I find the duplicate content filter is fairly light in the way it only affects pages with more than say 90% of matching content. This can be seen by searching for a news headline: there will often be many pages with a substantially duplicate content.
Hmm what happens if you have pretty "loose" mod_rewrites? That is, a visitor can visit a page on my site with www.mysite.com/<anything>/12/index.htm So mysite.com/Apple/12/index.htm mysite.com/Pear/12/index.htm will be flagged as duplicate content on my site?
How does google ever know which webmaster duplicated content ? It's not always a fact that the site that shows up with the content first in the google database is the original creator.
Google will normally filter out the page with the lower page rank, it is this very thing that is exploited in one black hat trick.

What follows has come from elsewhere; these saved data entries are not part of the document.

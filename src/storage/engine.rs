//! External Engine Adapter: an optional `tantivy` full-text engine
//! sitting beside the SQL store. A strict performance adjunct — every
//! feature keeps working without it, so absence or failure only degrades
//! retrieval, never correctness.

use std::path::{Path, PathBuf};

use serde::{Deserialize, Serialize};

use crate::error::CoreResult;
use crate::model::FileKey;
use crate::model::FileRecord;

#[derive(Debug, Clone, Serialize, Deserialize)]
pub struct EngineStatus {
    pub ready: bool,
    pub version: String,
    pub doc_count: u64,
    pub reason: String,
    pub hint: String,
}

#[derive(Debug, Clone, Serialize, Deserialize)]
pub struct EngineHit {
    pub doc_id: String,
    pub score: f32,
}

/// The engine contract: `upsert_documents`, `delete_documents`,
/// `search`, `status`.
pub trait EngineAdapter: Send + Sync {
    fn upsert_documents(&self, docs: &[FileRecord]) -> CoreResult<()>;
    fn delete_documents(&self, ids: &[FileKey]) -> CoreResult<()>;
    fn search(&self, query: &str, limit: usize) -> CoreResult<(Vec<EngineHit>, EngineStatus)>;
    fn status(&self) -> EngineStatus;
}

#[derive(Debug, Serialize, Deserialize)]
struct IndexVersion {
    schema_version: u32,
    build_timestamp: i64,
    document_count: u64,
    engine_version: String,
    config_hash: String,
}

fn version_path(index_dir: &Path) -> PathBuf {
    index_dir.join("index_version.json")
}

/// Ready iff the metadata file exists, its config hash matches, and the
/// engine version string is populated.
pub fn is_ready(index_dir: &Path, expected_config_hash: &str) -> bool {
    let Ok(bytes) = std::fs::read(version_path(index_dir)) else {
        return false;
    };
    let Ok(meta) = serde_json::from_slice::<IndexVersion>(&bytes) else {
        return false;
    };
    !meta.engine_version.is_empty() && meta.config_hash == expected_config_hash
}

pub fn write_version_file(
    index_dir: &Path,
    document_count: u64,
    engine_version: &str,
    config_hash: &str,
) -> std::io::Result<()> {
    std::fs::create_dir_all(index_dir)?;
    let meta = IndexVersion {
        schema_version: 1,
        build_timestamp: crate::model::now_unix(),
        document_count,
        engine_version: engine_version.to_string(),
        config_hash: config_hash.to_string(),
    };
    let bytes = serde_json::to_vec_pretty(&meta)?;
    std::fs::write(version_path(index_dir), bytes)
}

/// A no-op adapter used whenever the `fts-engine` feature is off or the
/// engine failed to open; every search falls back to SQL FTS/LIKE.
pub struct NullEngine;

impl EngineAdapter for NullEngine {
    fn upsert_documents(&self, _docs: &[FileRecord]) -> CoreResult<()> {
        Ok(())
    }
    fn delete_documents(&self, _ids: &[FileKey]) -> CoreResult<()> {
        Ok(())
    }
    fn search(&self, _query: &str, _limit: usize) -> CoreResult<(Vec<EngineHit>, EngineStatus)> {
        Ok((Vec::new(), self.status()))
    }
    fn status(&self) -> EngineStatus {
        EngineStatus {
            ready: false,
            version: String::new(),
            doc_count: 0,
            reason: "external engine disabled".to_string(),
            hint: "enable the fts-engine feature to use tantivy".to_string(),
        }
    }
}

#[cfg(feature = "fts-engine")]
pub mod tantivy_engine {
    use super::*;
    use parking_lot::RwLock;
    use tantivy::collector::TopDocs;
    use tantivy::query::QueryParser;
    use tantivy::schema::{Schema, STORED, STRING, TEXT, Value};
    use tantivy::{doc, Index, IndexWriter};

    pub struct TantivyEngine {
        index: Index,
        writer: RwLock<IndexWriter>,
        doc_id_field: tantivy::schema::Field,
        path_field: tantivy::schema::Field,
        body_field: tantivy::schema::Field,
        index_dir: PathBuf,
        config_hash: String,
    }

    impl TantivyEngine {
        pub fn open(index_dir: &Path, config_hash: &str) -> tantivy::Result<Self> {
            std::fs::create_dir_all(index_dir)?;
            let mut schema_builder = Schema::builder();
            let doc_id_field = schema_builder.add_text_field("doc_id", STRING | STORED);
            let path_field = schema_builder.add_text_field("path", TEXT | STORED);
            let body_field = schema_builder.add_text_field("body", TEXT);
            let schema = schema_builder.build();

            let dir = tantivy::directory::MmapDirectory::open(index_dir)?;
            let index = Index::open_or_create(dir, schema)?;
            let writer = index.writer(50_000_000)?;

            Ok(Self {
                index,
                writer: RwLock::new(writer),
                doc_id_field,
                path_field,
                body_field,
                index_dir: index_dir.to_path_buf(),
                config_hash: config_hash.to_string(),
            })
        }
    }

    impl EngineAdapter for TantivyEngine {
        fn upsert_documents(&self, docs: &[FileRecord]) -> CoreResult<()> {
            let mut writer = self.writer.write();
            for d in docs {
                let term = tantivy::Term::from_field_text(self.doc_id_field, d.key.as_str());
                writer.delete_term(term);
                let _ = writer.add_document(doc!(
                    self.doc_id_field => d.key.as_str(),
                    self.path_field => d.rel_path.as_str(),
                    self.body_field => d.fts_content.as_str(),
                ));
            }
            writer.commit().map_err(|e| crate::error::CoreError::EngineUnavailable { reason: e.to_string() })?;
            let count = self.index.reader().map(|r| r.searcher().num_docs()).unwrap_or(0);
            let _ = write_version_file(&self.index_dir, count, env!("CARGO_PKG_VERSION"), &self.config_hash);
            Ok(())
        }

        fn delete_documents(&self, ids: &[FileKey]) -> CoreResult<()> {
            let mut writer = self.writer.write();
            for id in ids {
                let term = tantivy::Term::from_field_text(self.doc_id_field, id.as_str());
                writer.delete_term(term);
            }
            writer.commit().map_err(|e| crate::error::CoreError::EngineUnavailable { reason: e.to_string() })?;
            Ok(())
        }

        fn search(&self, query: &str, limit: usize) -> CoreResult<(Vec<EngineHit>, EngineStatus)> {
            let reader = self
                .index
                .reader()
                .map_err(|e| crate::error::CoreError::EngineUnavailable { reason: e.to_string() })?;
            let searcher = reader.searcher();
            let parser = QueryParser::for_index(&self.index, vec![self.body_field, self.path_field]);
            let parsed = parser
                .parse_query(query)
                .map_err(|e| crate::error::CoreError::EngineUnavailable { reason: e.to_string() })?;
            let top = searcher
                .search(&parsed, &TopDocs::with_limit(limit))
                .map_err(|e| crate::error::CoreError::EngineUnavailable { reason: e.to_string() })?;

            let mut hits = Vec::new();
            for (score, addr) in top {
                if let Ok(retrieved) = searcher.doc::<tantivy::TantivyDocument>(addr) {
                    if let Some(v) = retrieved.get_first(self.doc_id_field) {
                        if let Some(s) = v.as_str() {
                            hits.push(EngineHit { doc_id: s.to_string(), score });
                        }
                    }
                }
            }
            Ok((hits, self.status()))
        }

        fn status(&self) -> EngineStatus {
            let count = self.index.reader().map(|r| r.searcher().num_docs()).unwrap_or(0);
            EngineStatus {
                ready: is_ready(&self.index_dir, &self.config_hash),
                version: env!("CARGO_PKG_VERSION").to_string(),
                doc_count: count,
                reason: String::new(),
                hint: String::new(),
            }
        }
    }
}
//! Layered configuration: figment merges defaults → TOML file →
//! environment variables.

use figment::providers::{Format, Serialized, Toml};
use figment::Figment;
use serde::{Deserialize, Serialize};
use std::path::PathBuf;

#[derive(Debug, Clone, Deserialize, Serialize)]
pub struct Settings {
    #[serde(default)]
    pub workspace: WorkspaceConfig,
    #[serde(default)]
    pub scanner: ScannerConfig,
    #[serde(default)]
    pub watcher: WatcherConfig,
    #[serde(default)]
    pub coalescer: CoalescerConfig,
    #[serde(default)]
    pub scheduler: SchedulerConfig,
    #[serde(default)]
    pub indexing: IndexingConfig,
    #[serde(default)]
    pub engine: EngineConfig,
    #[serde(default)]
    pub storage: StorageConfig,
    #[serde(default)]
    pub search: SearchConfig,
    #[serde(default)]
    pub mcp: McpConfig,
    #[serde(default)]
    pub logging: LoggingConfig,
}

#[derive(Debug, Clone, Deserialize, Serialize)]
pub struct WorkspaceConfig {
    #[serde(default)]
    pub roots: Vec<PathBuf>,
    #[serde(default)]
    pub follow_symlinks: bool,
    #[serde(default = "default_true")]
    pub keep_nested_roots: bool,
    #[serde(default = "default_max_depth")]
    pub max_depth: usize,
}

#[derive(Debug, Clone, Deserialize, Serialize)]
pub struct ScannerConfig {
    #[serde(default = "default_extensions")]
    pub include_extensions: Vec<String>,
    #[serde(default)]
    pub include_globs: Vec<String>,
    #[serde(default = "default_exclude_dirs")]
    pub exclude_dirs: Vec<String>,
    #[serde(default)]
    pub exclude_globs: Vec<String>,
    #[serde(default = "default_true")]
    pub use_gitignore: bool,
    #[serde(default = "default_max_file_bytes")]
    pub max_file_bytes: u64,
}

#[derive(Debug, Clone, Deserialize, Serialize)]
pub struct WatcherConfig {
    #[serde(default = "default_debounce_ms")]
    pub debounce_ms: u64,
}

#[derive(Debug, Clone, Deserialize, Serialize)]
pub struct CoalescerConfig {
    #[serde(default = "default_max_keys")]
    pub max_keys: usize,
    #[serde(default = "default_drain_timeout_ms")]
    pub drain_timeout_ms: u64,
    #[serde(default = "default_max_retries")]
    pub max_retries: u32,
}

#[derive(Debug, Clone, Deserialize, Serialize)]
pub struct SchedulerConfig {
    #[serde(default = "default_workers")]
    pub workers: usize,
    #[serde(default = "default_read_priority_penalty_ms")]
    pub read_priority_penalty_ms: u64,
}

#[derive(Debug, Clone, Deserialize, Serialize)]
pub struct IndexingConfig {
    #[serde(default = "default_max_parse_bytes")]
    pub max_parse_bytes: u64,
    #[serde(default = "default_max_ast_bytes")]
    pub max_ast_bytes: u64,
    #[serde(default = "default_safety_window_secs")]
    pub safety_window_secs: i64,
    #[serde(default = "default_exclude_content_bytes")]
    pub exclude_content_bytes: u64,
    #[serde(default = "default_true")]
    pub redact_enabled: bool,
}

#[derive(Debug, Clone, Deserialize, Serialize)]
pub struct EngineConfig {
    #[serde(default = "default_true")]
    pub enabled: bool,
    #[serde(default = "default_engine_max_doc_bytes")]
    pub max_doc_bytes: u64,
    #[serde(default = "default_engine_mem_mb")]
    pub mem_mb: usize,
    #[serde(default = "default_engine_mem_mb")]
    pub index_mem_mb: usize,
    #[serde(default = "default_engine_threads")]
    pub threads: usize,
}

#[derive(Debug, Clone, Deserialize, Serialize)]
pub struct StorageConfig {
    #[serde(default = "default_db_path")]
    pub db_path: PathBuf,
    #[serde(default = "default_write_batch_size")]
    pub write_batch_size: usize,
    #[serde(default = "default_write_max_wait_ms")]
    pub write_max_wait_ms: u64,
    #[serde(default = "default_engine_retry_secs")]
    pub engine_retry_secs: i64,
    #[serde(default = "default_ttl_days")]
    pub ttl_days_snippets: i64,
    #[serde(default = "default_ttl_days")]
    pub ttl_days_contexts: i64,
    #[serde(default = "default_ttl_days_failed")]
    pub ttl_days_failed_tasks: i64,
}

#[derive(Debug, Clone, Deserialize, Serialize)]
pub struct SearchConfig {
    #[serde(default = "default_snippet_lines")]
    pub snippet_lines: usize,
    #[serde(default = "default_limit")]
    pub default_limit: usize,
}

#[derive(Debug, Clone, Deserialize, Serialize)]
pub struct McpConfig {
    #[serde(default = "default_encoding")]
    pub encoding: String,
    #[serde(default)]
    pub http: bool,
    #[serde(default = "default_http_port")]
    pub http_port: u16,
}

#[derive(Debug, Clone, Deserialize, Serialize)]
pub struct LoggingConfig {
    #[serde(default = "default_log_level")]
    pub default: String,
    #[serde(default)]
    pub modules: std::collections::HashMap<String, String>,
}

fn default_true() -> bool {
    true
}
fn default_max_depth() -> usize {
    30
}
fn default_extensions() -> Vec<String> {
    [
        "py", "java", "kt", "ts", "tsx", "js", "jsx", "c", "h", "cc", "cpp", "hpp", "go", "rs",
    ]
    .iter()
    .map(|s| s.to_string())
    .collect()
}
fn default_exclude_dirs() -> Vec<String> {
    [
        ".git",
        "node_modules",
        "target",
        "dist",
        "build",
        "__pycache__",
        ".venv",
        "vendor",
    ]
    .iter()
    .map(|s| s.to_string())
    .collect()
}
fn default_max_file_bytes() -> u64 {
    5 * 1024 * 1024
}
fn default_debounce_ms() -> u64 {
    200
}
fn default_max_keys() -> usize {
    100_000
}
fn default_drain_timeout_ms() -> u64 {
    2_000
}
fn default_max_retries() -> u32 {
    2
}
fn default_workers() -> usize {
    (num_cpus::get() / 2).clamp(2, 4)
}
fn default_read_priority_penalty_ms() -> u64 {
    20
}
fn default_max_parse_bytes() -> u64 {
    2 * 1024 * 1024
}
fn default_max_ast_bytes() -> u64 {
    2 * 1024 * 1024
}
fn default_safety_window_secs() -> i64 {
    3
}
fn default_exclude_content_bytes() -> u64 {
    256 * 1024
}
fn default_engine_max_doc_bytes() -> u64 {
    1024 * 1024
}
fn default_engine_mem_mb() -> usize {
    256
}
fn default_engine_threads() -> usize {
    1
}
fn default_db_path() -> PathBuf {
    default_data_dir().join("index.db")
}
fn default_write_batch_size() -> usize {
    50
}
fn default_write_max_wait_ms() -> u64 {
    200
}
fn default_engine_retry_secs() -> i64 {
    300
}
fn default_ttl_days() -> i64 {
    30
}
fn default_ttl_days_failed() -> i64 {
    7
}
fn default_snippet_lines() -> usize {
    5
}
fn default_limit() -> usize {
    20
}
fn default_encoding() -> String {
    "pack1".to_string()
}
fn default_http_port() -> u16 {
    7878
}
fn default_log_level() -> String {
    "warn".to_string()
}

/// The per-user data directory holding `index.db`, the engine index,
/// logs and the default config file.
pub fn default_data_dir() -> PathBuf {
    dirs::data_dir()
        .unwrap_or_else(|| PathBuf::from("."))
        .join("codewatch")
}

impl Default for WorkspaceConfig {
    fn default() -> Self {
        Self {
            roots: Vec::new(),
            follow_symlinks: false,
            keep_nested_roots: false,
            max_depth: default_max_depth(),
        }
    }
}

impl Default for ScannerConfig {
    fn default() -> Self {
        Self {
            include_extensions: default_extensions(),
            include_globs: Vec::new(),
            exclude_dirs: default_exclude_dirs(),
            exclude_globs: Vec::new(),
            use_gitignore: true,
            max_file_bytes: default_max_file_bytes(),
        }
    }
}

impl Default for WatcherConfig {
    fn default() -> Self {
        Self {
            debounce_ms: default_debounce_ms(),
        }
    }
}

impl Default for CoalescerConfig {
    fn default() -> Self {
        Self {
            max_keys: default_max_keys(),
            drain_timeout_ms: default_drain_timeout_ms(),
            max_retries: default_max_retries(),
        }
    }
}

impl Default for SchedulerConfig {
    fn default() -> Self {
        Self {
            workers: default_workers(),
            read_priority_penalty_ms: default_read_priority_penalty_ms(),
        }
    }
}

impl Default for IndexingConfig {
    fn default() -> Self {
        Self {
            max_parse_bytes: default_max_parse_bytes(),
            max_ast_bytes: default_max_ast_bytes(),
            safety_window_secs: default_safety_window_secs(),
            exclude_content_bytes: default_exclude_content_bytes(),
            redact_enabled: true,
        }
    }
}

impl Default for EngineConfig {
    fn default() -> Self {
        Self {
            enabled: true,
            max_doc_bytes: default_engine_max_doc_bytes(),
            mem_mb: default_engine_mem_mb(),
            index_mem_mb: default_engine_mem_mb(),
            threads: default_engine_threads(),
        }
    }
}

impl Default for StorageConfig {
    fn default() -> Self {
        Self {
            db_path: default_db_path(),
            write_batch_size: default_write_batch_size(),
            write_max_wait_ms: default_write_max_wait_ms(),
            engine_retry_secs: default_engine_retry_secs(),
            ttl_days_snippets: default_ttl_days(),
            ttl_days_contexts: default_ttl_days(),
            ttl_days_failed_tasks: default_ttl_days_failed(),
        }
    }
}

impl Default for SearchConfig {
    fn default() -> Self {
        Self {
            snippet_lines: default_snippet_lines(),
            default_limit: default_limit(),
        }
    }
}

impl Default for McpConfig {
    fn default() -> Self {
        Self {
            encoding: default_encoding(),
            http: false,
            http_port: default_http_port(),
        }
    }
}

impl Default for LoggingConfig {
    fn default() -> Self {
        Self {
            default: default_log_level(),
            modules: std::collections::HashMap::new(),
        }
    }
}

impl Default for Settings {
    fn default() -> Self {
        Self {
            workspace: WorkspaceConfig::default(),
            scanner: ScannerConfig::default(),
            watcher: WatcherConfig::default(),
            coalescer: CoalescerConfig::default(),
            scheduler: SchedulerConfig::default(),
            indexing: IndexingConfig::default(),
            engine: EngineConfig::default(),
            storage: StorageConfig::default(),
            search: SearchConfig::default(),
            mcp: McpConfig::default(),
            logging: LoggingConfig::default(),
        }
    }
}

impl Settings {
    /// Load defaults, then an optional TOML file, then bare-name environment
    /// variables.
    pub fn load(config_path: Option<&std::path::Path>) -> Result<Self, figment::Error> {
        let mut figment = Figment::from(Serialized::defaults(Settings::default()));
        if let Some(path) = config_path {
            if path.exists() {
                figment = figment.merge(Toml::file(path));
            }
        }
        let settings: Settings = figment.extract()?;
        Ok(apply_legacy_env(settings))
    }

    pub fn default_config_path() -> PathBuf {
        default_data_dir().join("config.toml")
    }
}

/// The documented environment variable names share no common prefix, so
/// they are applied by hand after the generic figment pass rather than
/// through `Env::prefixed`.
fn apply_legacy_env(mut s: Settings) -> Settings {
    use std::env::var;

    if let Ok(v) = var("INDEX_WORKERS") {
        if let Ok(n) = v.parse() {
            s.scheduler.workers = n;
        }
    }
    if let Ok(v) = var("INDEX_MEM_MB") {
        if let Ok(n) = v.parse::<usize>() {
            s.scheduler.workers = s.scheduler.workers.min((n / 512).max(1));
        }
    }
    if let Ok(v) = var("INDEX_L1_BATCH_SIZE") {
        if let Ok(n) = v.parse() {
            s.storage.write_batch_size = n;
        }
    }
    if let Ok(v) = var("ENGINE_MAX_DOC_BYTES") {
        if let Ok(n) = v.parse() {
            s.engine.max_doc_bytes = n;
        }
    }
    if let Ok(v) = var("ENGINE_MEM_MB") {
        if let Ok(n) = v.parse() {
            s.engine.mem_mb = n;
        }
    }
    if let Ok(v) = var("ENGINE_INDEX_MEM_MB") {
        if let Ok(n) = v.parse() {
            s.engine.index_mem_mb = n;
        }
    }
    if let Ok(v) = var("ENGINE_THREADS") {
        if let Ok(n) = v.parse() {
            s.engine.threads = n;
        }
    }
    if let Ok(v) = var("FOLLOW_SYMLINKS") {
        s.workspace.follow_symlinks = parse_bool(&v);
    }
    if let Ok(v) = var("KEEP_NESTED_ROOTS") {
        s.workspace.keep_nested_roots = parse_bool(&v);
    }
    if let Ok(v) = var("MAX_PARSE_BYTES") {
        if let Ok(n) = v.parse() {
            s.indexing.max_parse_bytes = n;
        }
    }
    if let Ok(v) = var("MAX_AST_BYTES") {
        if let Ok(n) = v.parse() {
            s.indexing.max_ast_bytes = n;
        }
    }
    if let Ok(v) = var("MAX_DEPTH") {
        if let Ok(n) = v.parse() {
            s.workspace.max_depth = n;
        }
    }
    if let Ok(v) = var("REDACT_ENABLED") {
        s.indexing.redact_enabled = parse_bool(&v);
    }
    if let Ok(v) = var("STORAGE_TTL_DAYS_SNIPPETS") {
        if let Ok(n) = v.parse() {
            s.storage.ttl_days_snippets = n;
        }
    }
    if let Ok(v) = var("STORAGE_TTL_DAYS_CONTEXTS") {
        if let Ok(n) = v.parse() {
            s.storage.ttl_days_contexts = n;
        }
    }
    if let Ok(v) = var("STORAGE_TTL_DAYS_FAILED_TASKS") {
        if let Ok(n) = v.parse() {
            s.storage.ttl_days_failed_tasks = n;
        }
    }
    if let Ok(v) = var("ENABLE_FTS") {
        s.engine.enabled = parse_bool(&v);
    }

    let roots = crate::paths::roots_from_env();
    if !roots.is_empty() {
        s.workspace.roots = roots;
    }
    s
}

fn parse_bool(v: &str) -> bool {
    matches!(v.trim(), "1" | "true" | "TRUE" | "True" | "yes" | "on")
}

Sure it is Whatever page is found first by Google will be the "original" page, well, that's what they are working on last I heard, dont know if that's in effect yet tho. Bompa
Bompa sadly that is not how it works. Google will always show what it considers to be the most relevant content for any search. If it considers two pages to be identical, then it will use pagerank as a tie breaker. The page with the highest page rank is the one that stays. It is a common trick to scrape a competitors page that is above you, then cloak it on your own site via IP cloaking. Google then sees two pages of identical content for that search . Page rank kicks in, and your competitor is thrown out of the SERPS. Of course this is black hat SE Positioning, it will get you banned, and your page MUST have a higher page rank than your competitors also.
Why would it get me banned? Maybe it really is my content. Now we are back to "How does Google know who is the real owner of the content?" You are saying that PageRank determines ownership and I am not arguing that. What I said is that they are working on a "first found" type of sytem. Bompa
Apologies Bompa, I really should have read the entire post first lol. As for why it should get you banned, it doesn't. The way that scum trick works is to get you filtered. Google filters duplicate pages all the time from their SERP's otherwise they would befilled with the same content.
duplicate content ..I do not believe ...after testing these two sites: vietnamparadisetravel.com and travelsvietnam.com they have 94% same content but they still have very good rank on google: try to search with "vietnam travel" "vietnam tour" and I know that they do not have only 2 site but 3 or 4 sites (and one more: vietnamstopover.com) which have the same content and have good rank as well. I do a whois and found out that they host their site on different servers ... (different IP) so ..is it the problem for my 2 sites is...they are hosted on the same host, same server so google knows that and it only responses one of my site on search result but not both ....And I do not believe that google can know who owns 2 websites and only lists one of 2. any ideas?
Hmmm, why is it that when I am searching for a perl function or info about mod_rewrite, or whatever, I get so many pages in the results that are all the "man" page? They are all dupes! Why are those not filtered out? Bompa
Applying filters is a resource hungry exercise. I and many others believe that Google operates a multi tier filtering system. The more commercial the phrase, the harder the filter This ensures they are not wasting resources on non competitive and non commercial phrases. You will always find exceptions to the rule, but rest assured there IS a duplication filter. Also kep in mind that when talking about duplicate pages, we are not talking about what the browser interperts the page as, we are tlaking about the underlying code. Google doesn't process code, it simply takes it. I could make 3 pages all appearing identical, but with totally different code. 1 in tables, 1 in CSS absolute positioning, and one with dynamic content. all look identical, but all 3 different.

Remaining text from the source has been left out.